### [TRY IT]
Filter the entries below, keeping only lines with "SponsorError".

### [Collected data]

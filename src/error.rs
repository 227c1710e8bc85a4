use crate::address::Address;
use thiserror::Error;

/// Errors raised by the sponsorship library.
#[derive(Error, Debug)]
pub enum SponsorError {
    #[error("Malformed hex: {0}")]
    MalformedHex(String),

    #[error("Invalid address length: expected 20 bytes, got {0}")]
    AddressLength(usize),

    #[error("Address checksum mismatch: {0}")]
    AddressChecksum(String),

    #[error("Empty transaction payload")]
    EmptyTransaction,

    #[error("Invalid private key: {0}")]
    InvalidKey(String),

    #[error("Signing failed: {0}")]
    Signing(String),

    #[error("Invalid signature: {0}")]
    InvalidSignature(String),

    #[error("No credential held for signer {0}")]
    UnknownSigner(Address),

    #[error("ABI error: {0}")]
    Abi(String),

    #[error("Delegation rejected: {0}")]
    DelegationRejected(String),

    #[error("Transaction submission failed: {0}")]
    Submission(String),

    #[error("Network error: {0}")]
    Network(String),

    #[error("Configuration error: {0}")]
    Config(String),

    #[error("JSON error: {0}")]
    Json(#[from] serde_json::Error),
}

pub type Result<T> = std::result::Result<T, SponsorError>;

==

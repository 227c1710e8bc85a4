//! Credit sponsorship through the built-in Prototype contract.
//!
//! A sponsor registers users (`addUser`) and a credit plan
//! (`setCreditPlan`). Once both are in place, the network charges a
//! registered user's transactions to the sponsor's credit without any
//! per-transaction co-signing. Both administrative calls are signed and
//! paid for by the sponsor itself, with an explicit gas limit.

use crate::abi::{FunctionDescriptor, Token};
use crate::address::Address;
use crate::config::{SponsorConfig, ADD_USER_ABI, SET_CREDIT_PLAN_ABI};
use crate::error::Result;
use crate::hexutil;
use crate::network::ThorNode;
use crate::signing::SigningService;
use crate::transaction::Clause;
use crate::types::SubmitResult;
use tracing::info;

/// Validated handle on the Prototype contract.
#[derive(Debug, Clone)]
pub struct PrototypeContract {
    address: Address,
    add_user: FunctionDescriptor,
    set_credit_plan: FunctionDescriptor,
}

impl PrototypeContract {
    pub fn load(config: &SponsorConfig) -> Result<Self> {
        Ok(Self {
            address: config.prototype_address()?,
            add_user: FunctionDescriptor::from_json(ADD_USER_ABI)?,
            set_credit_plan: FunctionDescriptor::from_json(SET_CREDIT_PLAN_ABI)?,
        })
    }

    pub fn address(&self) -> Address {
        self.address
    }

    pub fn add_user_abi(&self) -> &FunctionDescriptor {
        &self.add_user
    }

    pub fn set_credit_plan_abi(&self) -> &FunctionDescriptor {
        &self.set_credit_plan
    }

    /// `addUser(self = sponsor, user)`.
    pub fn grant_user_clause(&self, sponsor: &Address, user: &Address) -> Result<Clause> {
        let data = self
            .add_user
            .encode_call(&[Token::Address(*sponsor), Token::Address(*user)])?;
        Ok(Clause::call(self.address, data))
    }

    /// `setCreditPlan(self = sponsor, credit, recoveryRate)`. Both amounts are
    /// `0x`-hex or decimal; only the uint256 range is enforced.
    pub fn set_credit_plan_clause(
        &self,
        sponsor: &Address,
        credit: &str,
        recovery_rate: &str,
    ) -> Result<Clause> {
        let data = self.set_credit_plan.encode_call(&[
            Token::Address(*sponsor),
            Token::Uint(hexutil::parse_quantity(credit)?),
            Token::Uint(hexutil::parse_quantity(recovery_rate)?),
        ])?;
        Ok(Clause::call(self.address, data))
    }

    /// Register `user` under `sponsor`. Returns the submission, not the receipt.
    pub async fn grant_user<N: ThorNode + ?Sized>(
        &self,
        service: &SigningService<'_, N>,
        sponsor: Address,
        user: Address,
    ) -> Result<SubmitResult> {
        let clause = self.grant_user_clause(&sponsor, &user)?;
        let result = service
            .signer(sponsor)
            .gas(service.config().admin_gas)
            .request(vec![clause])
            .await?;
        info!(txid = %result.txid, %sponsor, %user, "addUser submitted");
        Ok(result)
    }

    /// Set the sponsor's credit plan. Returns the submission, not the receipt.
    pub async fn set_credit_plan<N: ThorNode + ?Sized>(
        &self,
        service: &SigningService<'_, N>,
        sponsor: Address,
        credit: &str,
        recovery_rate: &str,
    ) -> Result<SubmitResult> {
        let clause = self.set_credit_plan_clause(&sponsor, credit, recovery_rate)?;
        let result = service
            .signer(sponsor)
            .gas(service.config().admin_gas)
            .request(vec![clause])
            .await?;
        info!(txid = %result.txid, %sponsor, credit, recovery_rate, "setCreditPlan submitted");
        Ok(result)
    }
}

### [SOLUTION TO THE EXERCISE]
pub enum SponsorError {
pub type Result<T> = std::result::Result<T, SponsorError>;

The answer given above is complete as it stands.